Here is my conclusion.
We forget that life is unpredictable, and so is death. Especially death. It is in our nature to want to understand things, to be in charge of things, and we do whatever we can to make a dying make sense to us. Our father's death was caught up in a worldwide panic. I do not say pandemic, I say panic. It is beyond our control. His dying was in the end, as beautiful as it could be. It was not what we had wanted and it was not what I had organised and there, in that sentence, is the truth about death. It is not what we wanted, not what I had organised. Bringing Dad home would have been perfect. It would have helped all of us no end, giving him a suitable send off.

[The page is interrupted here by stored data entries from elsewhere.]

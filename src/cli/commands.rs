//! Command implementations.
//!
//! Each handler returns the process exit status on success; errors carry
//! context and are reported by `run`.

use anyhow::{Context, Result, bail};
use cmds_config::Config;
use cmds_runner::{Input, IoBlock};
use cmds_tokenize::Value;
use cmds_utils::{CmdsError, SpawnError};
use std::io::Write;

use super::args::{InputArgs, TemplateArgs};
use crate::cmd::{Cmd, Kwds};

/// Parse a value given on the command line: JSON when it parses as JSON,
/// otherwise the text itself.
#[must_use]
pub fn parse_value(text: &str) -> Value {
    serde_json::from_str::<serde_json::Value>(text).map_or_else(|_| Value::from(text), Value::from)
}

/// Split `KEY=VALUE` pairs into keyword values.
pub fn parse_kwds(pairs: &[String]) -> Result<Kwds> {
    let mut kwds = Kwds::new();
    for pair in pairs {
        let Some((key, value)) = pair.split_once('=') else {
            bail!("keyword value `{pair}` should be KEY=VALUE");
        };
        if key.is_empty() {
            bail!("keyword value `{pair}` has an empty key");
        }
        kwds.insert(key.to_string(), parse_value(value));
    }
    Ok(kwds)
}

fn values(template: &TemplateArgs) -> Result<(Vec<Value>, Kwds)> {
    let args = template.args.iter().map(|a| parse_value(a)).collect();
    let kwds = parse_kwds(&template.kwds)?;
    Ok((args, kwds))
}

fn input_of(input: &InputArgs) -> Option<Input> {
    if input.stdin {
        Some(Input::Inherit)
    } else {
        input.input.as_deref().map(Input::from)
    }
}

pub fn execute_prepare_command(template: &TemplateArgs, config: &Config) -> Result<i32> {
    let (args, kwds) = values(template)?;
    let prepared = Cmd::with_config(&template.template, config)
        .prepare(&args, &kwds)
        .map_err(CmdsError::from)
        .context("Failed to prepare command")?;
    println!("{prepared}");
    Ok(0)
}

pub fn execute_run_command(
    template: &TemplateArgs,
    input: &InputArgs,
    config: &Config,
) -> Result<i32> {
    let (args, kwds) = values(template)?;
    let cmd = Cmd::with_config(&template.template, config);

    let status = match input_of(input) {
        Some(input) => cmd.stream_with(&args, &kwds, IoBlock::input(move || input)),
        None => cmd.stream(&args, &kwds),
    }
    .context("Failed to run command")?;

    if cmd.is_asserting() {
        let prepared = cmd.prepare(&args, &kwds).map_err(CmdsError::from)?;
        SpawnError::check_status(&prepared, status, None).map_err(CmdsError::from)?;
    }
    Ok(status)
}

pub fn execute_capture_command(
    template: &TemplateArgs,
    input: &InputArgs,
    json: bool,
    config: &Config,
) -> Result<i32> {
    let (args, kwds) = values(template)?;
    let result = Cmd::with_config(&template.template, config)
        .capture(&args, &kwds, input_of(input))
        .context("Failed to capture command")?;

    if json {
        println!("{}", result.to_json());
        return Ok(0);
    }

    let mut stdout = std::io::stdout().lock();
    stdout.write_all(result.out.as_bytes())?;
    stdout.flush()?;
    let mut stderr = std::io::stderr().lock();
    stderr.write_all(result.err.as_bytes())?;
    Ok(result.status)
}

pub fn execute_config_command(json: bool, config: &Config) -> Result<i32> {
    let effective = config.effective_config();

    if json {
        let object: serde_json::Map<String, serde_json::Value> = effective
            .into_iter()
            .map(|(key, (value, source))| {
                (
                    key,
                    serde_json::json!({ "value": value, "source": source.label() }),
                )
            })
            .collect();
        println!("{}", serde_json::to_string_pretty(&object)?);
        return Ok(0);
    }

    if let Some(path) = &config.path {
        println!("# {}", path.display());
    }
    let width = effective.keys().map(String::len).max().unwrap_or(0);
    for (key, (value, source)) in effective {
        println!("{key:<width$} = {value:?}  ({source})");
    }
    Ok(0)
}
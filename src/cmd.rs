//! The `Cmd` command object.
//!
//! A [`Cmd`] bundles a template with base values and run settings, so a
//! command can be defined once and prepared or run many times.

use cmds_config::{Config, EnvMode};
use cmds_runner::{CmdResult, Input, IoBlock, SpawnOptions, Spawner, capture, chomp};
use cmds_template::{Format, RenderContext, Template};
use cmds_tokenize::{TokenizeOptions, Value, escape};
use cmds_utils::{CmdsError, SpawnError, TemplateError};
use std::collections::BTreeMap;
use std::path::{Path, PathBuf};
use tracing::debug;

/// Keyword values, by name.
pub type Kwds = BTreeMap<String, Value>;

/// A command template with base values and run settings.
///
/// Values given to an operation are appended to (positional) or merged over
/// (keyword) the base values.
///
/// ```rust
/// use cmds::{Cmd, Kwds};
/// use cmds_tokenize::Value;
///
/// let psql = Cmd::new("psql %{opts} %s")
///     .kwd("opts", Value::map([("host", "localhost"), ("username", "bingo bob")]));
///
/// assert_eq!(
///     psql.prepare(&[Value::from("blah")], &Kwds::new()).unwrap(),
///     r"psql --host=localhost --username=bingo\ bob blah"
/// );
/// ```
#[derive(Debug, Clone, PartialEq, Default)]
pub struct Cmd {
    template: String,
    args: Vec<Value>,
    kwds: Kwds,
    input: Option<Vec<u8>>,
    assert: bool,
    env: BTreeMap<String, String>,
    env_mode: EnvMode,
    format: Format,
    chdir: Option<PathBuf>,
    unset_env: bool,
    tokenize: TokenizeOptions,
}

impl Cmd {
    #[must_use]
    pub fn new(template: impl Into<String>) -> Self {
        Self {
            template: template.into(),
            ..Self::default()
        }
    }

    /// A command with its settings taken from `config`.
    #[must_use]
    pub fn with_config(template: impl Into<String>, config: &Config) -> Self {
        Self {
            template: template.into(),
            assert: config.run.assert,
            env: config.env.clone(),
            env_mode: config.run.env_mode,
            format: config.run.format,
            chdir: config.run.chdir.clone(),
            unset_env: config.run.unset_env,
            tokenize: config.tokenize.clone(),
            ..Self::default()
        }
    }

    #[must_use]
    pub fn template(&self) -> &str {
        &self.template
    }

    #[must_use]
    pub fn args(&self) -> &[Value] {
        &self.args
    }

    #[must_use]
    pub const fn kwds(&self) -> &Kwds {
        &self.kwds
    }

    #[must_use]
    pub const fn is_asserting(&self) -> bool {
        self.assert
    }

    /// Append a base positional value.
    #[must_use]
    pub fn arg(mut self, value: impl Into<Value>) -> Self {
        self.args.push(value.into());
        self
    }

    /// Set a base keyword value.
    #[must_use]
    pub fn kwd(mut self, name: impl Into<String>, value: impl Into<Value>) -> Self {
        self.kwds.insert(name.into(), value.into());
        self
    }

    /// Default stdin for every run.
    #[must_use]
    pub fn input(mut self, input: impl Into<Vec<u8>>) -> Self {
        self.input = Some(input.into());
        self
    }

    /// Fail captures and checked operations on non-zero exit status.
    #[must_use]
    pub const fn assert(mut self, assert: bool) -> Self {
        self.assert = assert;
        self
    }

    #[must_use]
    pub fn env(mut self, name: impl Into<String>, value: impl Into<String>) -> Self {
        self.env.insert(name.into(), value.into());
        self
    }

    #[must_use]
    pub const fn env_mode(mut self, mode: EnvMode) -> Self {
        self.env_mode = mode;
        self
    }

    #[must_use]
    pub const fn format(mut self, format: Format) -> Self {
        self.format = format;
        self
    }

    #[must_use]
    pub fn chdir(mut self, dir: impl AsRef<Path>) -> Self {
        self.chdir = Some(dir.as_ref().to_path_buf());
        self
    }

    #[must_use]
    pub const fn unset_env(mut self, unset: bool) -> Self {
        self.unset_env = unset;
        self
    }

    #[must_use]
    pub fn tokenize_options(mut self, options: TokenizeOptions) -> Self {
        self.tokenize = options;
        self
    }

    /// A new command with `args` appended, `kwds` merged over the base
    /// keywords and, if given, `input` replacing the default input.
    #[must_use]
    pub fn curry(
        &self,
        args: impl IntoIterator<Item = Value>,
        kwds: Kwds,
        input: Option<Vec<u8>>,
    ) -> Self {
        let mut curried = self.clone();
        curried.args.extend(args);
        curried.kwds.extend(kwds);
        if input.is_some() {
            curried.input = input;
        }
        curried
    }

    /// Render the template without whitespace formatting.
    ///
    /// Under [`EnvMode::Inline`] the environment is prepended as
    /// `NAME=value` assignments, sorted by name.
    ///
    /// # Errors
    ///
    /// Returns a [`TemplateError`] for bad templates or missing values.
    pub fn render(&self, args: &[Value], kwds: &Kwds) -> Result<String, TemplateError> {
        let template = Template::parse(&self.template)?;

        let all_args: Vec<Value> = self.args.iter().chain(args).cloned().collect();
        let mut all_kwds = self.kwds.clone();
        all_kwds.extend(kwds.iter().map(|(k, v)| (k.clone(), v.clone())));

        let mut ctx = RenderContext::new(&all_args, &all_kwds);
        let rendered = Format::Raw.apply(&template.render_with(&mut ctx, &self.tokenize)?);

        if self.env_mode == EnvMode::Inline && !self.env.is_empty() {
            let assignments: Vec<String> = self
                .env
                .iter()
                .map(|(name, value)| format!("{name}={}", escape(value)))
                .collect();
            return Ok(format!("{}\n\n{rendered}", assignments.join("\n\n")));
        }
        Ok(rendered)
    }

    /// Render and format the command string.
    ///
    /// # Errors
    ///
    /// See [`Cmd::render`].
    pub fn prepare(&self, args: &[Value], kwds: &Kwds) -> Result<String, TemplateError> {
        let prepared = self.format.apply(&self.render(args, kwds)?);
        debug!(cmd = %prepared, format = %self.format, "prepared command");
        Ok(prepared)
    }

    /// Spawn options for this command. Never asserting: each operation
    /// decides that itself.
    #[must_use]
    pub fn spawn_options(&self) -> SpawnOptions {
        let mut options = SpawnOptions::new().unset_env(self.unset_env);
        if let Some(dir) = &self.chdir {
            options = options.chdir(dir);
        }
        if self.env_mode == EnvMode::SpawnArg {
            options = options.envs(self.env.clone());
        }
        options
    }

    fn default_input(&self) -> Option<Input> {
        self.input.clone().map(Input::Bytes)
    }

    /// Run and collect stdout and stderr.
    ///
    /// `input` replaces the default input when given.
    ///
    /// # Errors
    ///
    /// Render and spawn errors, and [`SpawnError::NonZeroExit`] when the
    /// command asserts and exits non-zero.
    pub fn capture(
        &self,
        args: &[Value],
        kwds: &Kwds,
        input: Option<Input>,
    ) -> Result<CmdResult, CmdsError> {
        let cmd = self.prepare(args, kwds)?;
        let input = input.or_else(|| self.default_input());
        let result = capture(&cmd, input, &self.spawn_options())?;
        if self.assert {
            return Ok(result.assert()?);
        }
        Ok(result)
    }

    /// Run with output going to this process's stdout and stderr.
    ///
    /// # Errors
    ///
    /// Render and spawn errors. A non-zero status is not an error.
    pub fn stream(&self, args: &[Value], kwds: &Kwds) -> Result<i32, CmdsError> {
        self.stream_with(args, kwds, IoBlock::None)
    }

    /// Run with input and sinks set up by `io`.
    ///
    /// # Errors
    ///
    /// As for [`Cmd::stream`], plus [`SpawnError::ConflictingInput`] if the
    /// command has a default input and `io` supplies one too.
    pub fn stream_with(&self, args: &[Value], kwds: &Kwds, io: IoBlock<'_>) -> Result<i32, CmdsError> {
        let cmd = self.prepare(args, kwds)?;
        let spawner = Spawner::new(self.spawn_options());
        Ok(spawner.spawn(&cmd, self.default_input(), io)?)
    }

    /// Stream, failing on a non-zero status.
    ///
    /// # Errors
    ///
    /// As for [`Cmd::stream`], plus [`SpawnError::NonZeroExit`].
    pub fn stream_checked(&self, args: &[Value], kwds: &Kwds) -> Result<(), CmdsError> {
        let cmd = self.prepare(args, kwds)?;
        let status = Spawner::new(self.spawn_options()).spawn(&cmd, self.default_input(), IoBlock::None)?;
        SpawnError::check_status(&cmd, status, None)?;
        Ok(())
    }

    /// Stream and report whether the status was zero.
    ///
    /// # Errors
    ///
    /// See [`Cmd::stream`].
    pub fn is_ok(&self, args: &[Value], kwds: &Kwds) -> Result<bool, CmdsError> {
        Ok(self.stream(args, kwds)? == 0)
    }

    /// Stream and report whether the status was non-zero.
    ///
    /// # Errors
    ///
    /// See [`Cmd::stream`].
    pub fn is_error(&self, args: &[Value], kwds: &Kwds) -> Result<bool, CmdsError> {
        Ok(self.stream(args, kwds)? != 0)
    }

    /// Captured stdout.
    ///
    /// # Errors
    ///
    /// See [`Cmd::capture`].
    pub fn out(&self, args: &[Value], kwds: &Kwds, input: Option<Input>) -> Result<String, CmdsError> {
        Ok(self.capture(args, kwds, input)?.out)
    }

    /// Captured stdout, failing on a non-zero status whether or not the
    /// command asserts.
    ///
    /// # Errors
    ///
    /// See [`Cmd::capture`].
    pub fn out_checked(
        &self,
        args: &[Value],
        kwds: &Kwds,
        input: Option<Input>,
    ) -> Result<String, CmdsError> {
        Ok(self.capture(args, kwds, input)?.assert()?.out)
    }

    /// Captured stdout without its trailing newline.
    ///
    /// # Errors
    ///
    /// See [`Cmd::capture`].
    pub fn chomp(&self, args: &[Value], kwds: &Kwds, input: Option<Input>) -> Result<String, CmdsError> {
        Ok(chomp(&self.out(args, kwds, input)?).to_string())
    }

    /// [`Cmd::out_checked`] without the trailing newline.
    ///
    /// # Errors
    ///
    /// See [`Cmd::out_checked`].
    pub fn chomp_checked(
        &self,
        args: &[Value],
        kwds: &Kwds,
        input: Option<Input>,
    ) -> Result<String, CmdsError> {
        Ok(chomp(&self.out_checked(args, kwds, input)?).to_string())
    }

    /// Captured stderr.
    ///
    /// # Errors
    ///
    /// See [`Cmd::capture`].
    pub fn err(&self, args: &[Value], kwds: &Kwds, input: Option<Input>) -> Result<String, CmdsError> {
        Ok(self.capture(args, kwds, input)?.err)
    }

    /// Stream with this process's stdin passed straight to the child.
    ///
    /// # Errors
    ///
    /// See [`Cmd::stream_with`].
    pub fn proxy(&self) -> Result<i32, CmdsError> {
        self.stream_with(&[], &Kwds::new(), IoBlock::input(|| Input::Inherit))
    }
}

It was not though, in the end, about us. Our father left when he did because that was his story and he had to leave when he was ready, on his terms, not ours. And if he was to have died in a soft hospital bed in my dining room, with the doors opening onto the garden and the breeze blowing and the birds singing, I would have loved that. But it is not relevant, in the end, to what was happening to him. In the end, we were with him. His three remaining children were holding him, looking like giant smurfs in our blue costumes, as he took his last breath. We made it. That, in the end was what we all wanted. He did not die alone, though it was on a stretcher beside his bed. The final moments were with us, together, and that is all of our gifts to each other. His to us, and ours to him.